In 1984, for instance, he said the judiciary could only source its funds from the increase of legal fees.

“But in 1999, the Supreme Court, by judicial legislation, expanded the coverage of the JDF, through an en banc resolution, by including sales of equipment, records, rentals, fees collected from bar candidates, interest from deposits of income… interest of money paid to clerks of court, confiscated cash bonds, satisfaction of budget against cash bonds,” he said.

“This is in the billions of pesos,” Tupas claimed.

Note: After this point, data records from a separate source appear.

//! Which time zone a location's calendar day is read in.

use chrono_tz::Tz;
use std::sync::OnceLock;
use tzf_rs::DefaultFinder;

/// How the resolver picks the zone used for "today", "tomorrow" and re-anchoring.
#[derive(Debug, Clone, Copy, PartialEq)]
pub enum ZonePolicy {
    /// Look the zone up from the location's coordinates.
    Coordinates,
    /// Use one zone for every location.
    Fixed(Tz),
}

impl ZonePolicy {
    /// Parse the `timezone` config value: `"auto"` or an IANA zone name.
    pub fn from_config_value(value: &str) -> anyhow::Result<Self> {
        if value.eq_ignore_ascii_case("auto") {
            return Ok(ZonePolicy::Coordinates);
        }
        value
            .parse::<Tz>()
            .map(ZonePolicy::Fixed)
            .map_err(|_| anyhow::anyhow!("unknown time zone '{value}'"))
    }

    pub fn zone_for(&self, latitude: f64, longitude: f64) -> Tz {
        match self {
            ZonePolicy::Coordinates => determine_timezone_from_coordinates(latitude, longitude),
            ZonePolicy::Fixed(tz) => *tz,
        }
    }
}

/// Determine the time zone for coordinates from zone boundary data.
///
/// Falls back to `$TZ`, then UTC, for points the boundary data does not name
/// (open ocean, unparseable names).
pub fn determine_timezone_from_coordinates(latitude: f64, longitude: f64) -> Tz {
    static FINDER: OnceLock<DefaultFinder> = OnceLock::new();
    let finder = FINDER.get_or_init(DefaultFinder::new);

    // tzf-rs takes (longitude, latitude)
    let tz_name = finder.get_tz_name(longitude, latitude);

    match tz_name.parse::<Tz>() {
        Ok(tz) => tz,
        Err(_) => match std::env::var("TZ") {
            Ok(tz_str) => tz_str.parse().unwrap_or(Tz::UTC),
            Err(_) => Tz::UTC,
        },
    }
}
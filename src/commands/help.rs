//! Help output: general usage, per-command help and short usage lines.

use anyhow::Result;

/// Show brief usage for a command (used for error messages)
pub fn show_command_usage(command: &str) {
    match command {
        "location" | "l" => log_block_start!(
            "Usage: sunrise-alarm location [add <name> <lat> <lon> [--select] | list | select <id> | delete <id> | rename <id> <name>]"
        ),
        "timing" => log_block_start!("Usage: sunrise-alarm timing [before|after]"),
        "sunrise" | "s" => log_block_start!("Usage: sunrise-alarm sunrise [today|tomorrow]"),
        "alarm" | "a" => {
            log_block_start!("Usage: sunrise-alarm alarm [set | cancel | status | test [seconds]]")
        }
        "refresh" | "r" => log_block_start!("Usage: sunrise-alarm refresh"),
        _ => log_block_start!("Usage: sunrise-alarm [OPTIONS] <COMMAND>"),
    }
}

/// Run the help command for `command`, or general help when None.
pub fn run_help_command(command: Option<&str>) -> Result<()> {
    match command {
        None => display_general_help(),
        Some("location") | Some("l") => display_location_help(),
        Some("timing") => display_timing_help(),
        Some("sunrise") | Some("s") => display_sunrise_help(),
        Some("alarm") | Some("a") => display_alarm_help(),
        Some("refresh") | Some("r") => display_refresh_help(),
        Some(unknown) => {
            log_warning!("Unknown command: {unknown}");
            display_general_help();
        }
    }
    Ok(())
}

/// Full usage, shown for `--help` and after argument errors.
pub fn display_usage() {
    log_version!();
    show_command_usage("");
    log_block_start!("Commands:");
    log_indented!("location, l   Manage saved locations and the selection");
    log_indented!("timing        Show or set alarm timing (before/after sunrise)");
    log_indented!("sunrise, s    Look up sunrise for the selected location");
    log_indented!("alarm, a      Set, cancel, inspect or test the alarm");
    log_indented!("refresh, r    Re-resolve sunrise and reschedule the armed alarm");
    log_indented!("help, h       Show help for a command");
    log_block_start!("Options:");
    log_indented!("-c, --config <dir>  Use a custom configuration directory");
    log_indented!("-d, --debug         Show detailed output");
    log_indented!("-q, --quiet         Suppress decorated output");
    log_indented!("    --json          Machine-readable output (list, status, sunrise)");
    log_indented!("    --log <path>    Also write output to a file");
    log_indented!("-h, --help          Show this help");
    log_indented!("-V, --version       Show version");
    log_end!();
}

fn display_general_help() {
    log_version!();
    log_block_start!("Available Commands:");
    log_indented!("location, l <subcommand>  Manage saved locations");
    log_indented!("timing [before|after]     Alarm fires 10 minutes before or after sunrise");
    log_indented!("sunrise, s [today|tomorrow]");
    log_indented!("alarm, a <subcommand>     set, cancel, status, test");
    log_indented!("refresh, r                Periodic reschedule entry point");
    log_pipe!();
    log_info!("Use 'sunrise-alarm help <command>' to see detailed help for a specific command.");
    log_end!();
}

fn display_location_help() {
    log_version!();
    log_block_start!("location - Manage saved locations");
    show_command_usage("location");
    log_block_start!("Subcommands:");
    log_indented!("add <name> <lat> <lon>  Save a location (decimal degrees)");
    log_indented!("    --select            Also make it the selected location");
    log_indented!("list                    List locations; '*' marks the selection");
    log_indented!("select <id>             Select by id or unique id prefix");
    log_indented!("delete <id>             Delete; deleting the selection leaves none selected");
    log_indented!("rename <id> <name>      Change the display name");
    log_block_start!("Examples:");
    log_indented!("sunrise-alarm location add Reykjavik 64.1466 -21.9426 --select");
    log_indented!("sunrise-alarm location select 3f2a");
    log_end!();
}

fn display_timing_help() {
    log_version!();
    log_block_start!("timing - Choose which side of sunrise the alarm fires on");
    show_command_usage("timing");
    log_block_start!("Without an argument, shows the current preference.");
    log_indented!("The change applies the next time the alarm is set or refreshed.");
    log_end!();
}

fn display_sunrise_help() {
    log_version!();
    log_block_start!("sunrise - Look up sunrise for the selected location");
    show_command_usage("sunrise");
    log_block_start!("Defaults to tomorrow, the day the alarm is armed for.");
    log_end!();
}

fn display_alarm_help() {
    log_version!();
    log_block_start!("alarm - Manage the single sunrise alarm");
    show_command_usage("alarm");
    log_block_start!("Subcommands:");
    log_indented!("set             Arm a daily alarm relative to tomorrow's sunrise");
    log_indented!("cancel          Disable the alarm and withdraw pending notifications");
    log_indented!("status          Show the alarm and the pending notification");
    log_indented!("test [seconds]  One-off test alarm (default 10s), replaces the armed alarm");
    log_end!();
}

fn display_refresh_help() {
    log_version!();
    log_block_start!("refresh - Recompute the armed alarm from a fresh sunrise lookup");
    show_command_usage("refresh");
    log_block_start!("Run it from a timer, e.g. every 12 hours:");
    log_indented!("0 */12 * * * sunrise-alarm --quiet refresh");
    log_indented!("A failed lookup leaves the armed alarm unchanged.");
    log_end!();
}
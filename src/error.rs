//! Error kinds surfaced by the resolver and the alarm scheduler.
//!
//! Every variant is recoverable by the caller; none of them should terminate the
//! process. The CLI layer wraps these in `anyhow` with context.

use crate::date_parser::DateParseError;

#[derive(Debug, Clone, PartialEq, thiserror::Error)]
pub enum AlarmError {
    #[error("no location is selected")]
    NoLocationSelected,

    #[error("invalid sunrise request: {0}")]
    InvalidRequest(String),

    #[error("sunrise source unreachable: {0}")]
    Transport(String),

    #[error("sunrise source returned an empty response")]
    EmptyResponse,

    #[error("could not decode sunrise response: {0}")]
    Decode(String),

    #[error(transparent)]
    DateParse(#[from] DateParseError),

    #[error("could not compose sunrise date {date} {time} in {zone}")]
    CalendarCompose {
        date: chrono::NaiveDate,
        time: chrono::NaiveTime,
        zone: String,
    },

    #[error("notification hand-off failed: {0}")]
    Dispatch(String),

    #[error("another alarm operation is already in progress")]
    Busy,

    /// The result belonged to an attempt that was cancelled or replaced.
    #[error("alarm operation was superseded before it completed")]
    Superseded,
}

impl AlarmError {
    /// Whether the error came from talking to the sunrise source.
    pub fn is_resolution_failure(&self) -> bool {
        matches!(
            self,
            AlarmError::InvalidRequest(_)
                | AlarmError::Transport(_)
                | AlarmError::EmptyResponse
                | AlarmError::Decode(_)
                | AlarmError::DateParse(_)
                | AlarmError::CalendarCompose { .. }
        )
    }
}

#[cfg(test)]
mod tests {
    use super::*;

    #[test]
    fn test_resolution_failure_classification() {
        assert!(AlarmError::EmptyResponse.is_resolution_failure());
        assert!(AlarmError::Transport("timeout".into()).is_resolution_failure());
        assert!(!AlarmError::Busy.is_resolution_failure());
        assert!(!AlarmError::Dispatch("denied".into()).is_resolution_failure());
    }

    #[test]
    fn test_date_parse_error_is_transparent() {
        let err: AlarmError = DateParseError {
            input: "yesterday".to_string(),
        }
        .into();
        assert_eq!(
            err.to_string(),
            "no date format matched \"yesterday\""
        );
    }
}
//! Sunrise resolution against the remote sunrise source.
//!
//! The source answers with a timestamp whose calendar date is whatever the
//! server considered "the day" for the request, which can disagree with the
//! location's own calendar near midnight. The resolver therefore trusts the
//! upstream value only for the time of day and always puts that time on the
//! calendar date the caller asked for:
//!
//! ```text
//! upstream  2024-03-09T06:15:30Z ─┐
//!                                 ├─► 2024-03-10 06:15:30 (location zone)
//! target    2024-03-10 ───────────┘
//! ```
//!
//! ## Module Structure
//!
//! - [`response`]: decoding of the JSON envelope
//! - [`timezone`]: choice of the location zone
//! - [`transport`]: the HTTP seam and its `reqwest` implementation

pub mod response;
pub mod timezone;
pub mod transport;

pub use timezone::{ZonePolicy, determine_timezone_from_coordinates};
pub use transport::{HttpTransport, ReqwestTransport};

use std::sync::Arc;

use chrono::{DateTime, Days, FixedOffset, NaiveDate, TimeZone, Timelike};
use chrono_tz::Tz;
use reqwest::Url;

use crate::common::constants::UPSTREAM_TODAY_TOKEN;
use crate::date_parser;
use crate::error::AlarmError;
use crate::time_source::TimeSource;

/// The `date` parameter sent upstream.
#[derive(Debug, Clone, Copy, PartialEq, Eq)]
pub enum RequestDay {
    /// The literal `today` token.
    Today,
    Date(NaiveDate),
}

impl RequestDay {
    fn as_param(&self) -> String {
        match self {
            RequestDay::Today => UPSTREAM_TODAY_TOKEN.to_string(),
            RequestDay::Date(date) => date.format("%Y-%m-%d").to_string(),
        }
    }
}

/// Resolves sunrise instants for coordinates. Performs no retries.
pub struct SunriseResolver {
    transport: Arc<dyn HttpTransport>,
    clock: Arc<dyn TimeSource>,
    endpoint: String,
    zones: ZonePolicy,
}

impl SunriseResolver {
    pub fn new(
        transport: Arc<dyn HttpTransport>,
        clock: Arc<dyn TimeSource>,
        endpoint: impl Into<String>,
        zones: ZonePolicy,
    ) -> Self {
        Self {
            transport,
            clock,
            endpoint: endpoint.into(),
            zones,
        }
    }

    /// Zone whose calendar defines "today" at these coordinates.
    pub fn zone_for(&self, latitude: f64, longitude: f64) -> Tz {
        self.zones.zone_for(latitude, longitude)
    }

    /// Today's date in the location zone.
    pub fn today_for(&self, latitude: f64, longitude: f64) -> NaiveDate {
        let zone = self.zone_for(latitude, longitude);
        self.clock.now().with_timezone(&zone).date_naive()
    }

    /// Tomorrow's date in the location zone.
    pub fn tomorrow_for(&self, latitude: f64, longitude: f64) -> NaiveDate {
        let today = self.today_for(latitude, longitude);
        today.checked_add_days(Days::new(1)).unwrap_or(today)
    }

    /// Build the request URL for the given coordinates and day.
    pub fn request_url(
        &self,
        latitude: f64,
        longitude: f64,
        day: RequestDay,
    ) -> Result<Url, AlarmError> {
        crate::registry::validate_coordinates(latitude, longitude)
            .map_err(|e| AlarmError::InvalidRequest(e.to_string()))?;

        Url::parse_with_params(
            &self.endpoint,
            &[
                ("lat", latitude.to_string()),
                ("lng", longitude.to_string()),
                ("formatted", "0".to_string()),
                ("date", day.as_param()),
            ],
        )
        .map_err(|e| AlarmError::InvalidRequest(format!("{}: {e}", self.endpoint)))
    }

    /// Sunrise at the coordinates on `date` (in the location's calendar).
    pub async fn resolve_for(
        &self,
        latitude: f64,
        longitude: f64,
        date: NaiveDate,
    ) -> Result<DateTime<Tz>, AlarmError> {
        self.resolve(latitude, longitude, RequestDay::Date(date), date)
            .await
    }

    /// Today's sunrise, requested with the upstream `today` token.
    pub async fn resolve_today(
        &self,
        latitude: f64,
        longitude: f64,
    ) -> Result<DateTime<Tz>, AlarmError> {
        let today = self.today_for(latitude, longitude);
        self.resolve(latitude, longitude, RequestDay::Today, today)
            .await
    }

    /// Tomorrow's sunrise: the next one that is never in the past.
    pub async fn resolve_tomorrow(
        &self,
        latitude: f64,
        longitude: f64,
    ) -> Result<DateTime<Tz>, AlarmError> {
        let tomorrow = self.tomorrow_for(latitude, longitude);
        self.resolve_for(latitude, longitude, tomorrow).await
    }

    async fn resolve(
        &self,
        latitude: f64,
        longitude: f64,
        day: RequestDay,
        anchor: NaiveDate,
    ) -> Result<DateTime<Tz>, AlarmError> {
        let url = self.request_url(latitude, longitude, day)?;
        log_debug!("Requesting sunrise: {url}");

        let body = self.transport.get(&url).await?;
        let raw = response::extract_sunrise(&body)?;

        let (instant, strategy) = date_parser::parse_with_strategy(&raw)?;
        log_debug!("Parsed upstream sunrise '{raw}' using {strategy:?}");

        let zone = self.zone_for(latitude, longitude);
        anchor_to_date(instant, anchor, zone)
    }
}

/// Put the wall-clock time of `instant` (as seen in `zone`) on `date`.
///
/// Sub-second precision is dropped. A time that falls into a DST gap on `date`
/// cannot be composed; an ambiguous one resolves to the earlier instant.
pub fn anchor_to_date(
    instant: DateTime<FixedOffset>,
    date: NaiveDate,
    zone: Tz,
) -> Result<DateTime<Tz>, AlarmError> {
    let local = instant.with_timezone(&zone).time();
    let time = local.with_nanosecond(0).unwrap_or(local);

    zone.from_local_datetime(&date.and_time(time))
        .earliest()
        .ok_or_else(|| AlarmError::CalendarCompose {
            date,
            time,
            zone: zone.name().to_string(),
        })
}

He said public accountability should trump the judiciary’s so-called fiscal autonomy. He added that the judiciary’s fiscal autonomy only referred to its regular budget, not “fringe benefits” like the JDF.

JDF abolition sought

In his bill, Tupas proposed the abolition of the JDF and the creation of a “Judicial Special Fund,” which would only be released upon the submission by the Supreme Court of an “itemized special budget,” and subject to a quarterly audit by the Commission on Audit.

On the other hand, Fariñas’ bill sought only an amendment to PD 1949, and, similar to Tupas’ proposal, the remittance of all fees and collections in the judiciary to the national treasury.

The United Nationalist Alliance secretary general, Navotas Rep. Toby Tiangco, said the move to investigate the JDF clearly had the intent of pressuring the high tribunal.

Being bullied

“Even the Supreme Court is now being bullied and threatened by the heavy hand of the state,” Tiangco said in a statement.

“What will happen to checks and balances if the President wants his way? What will happen to the high court when it becomes impotent? When the rule of law is given the cold shoulder by the President who is supposed to defend it, can we still find refuge in the law? This is a dangerous precedent,” Tiangco said.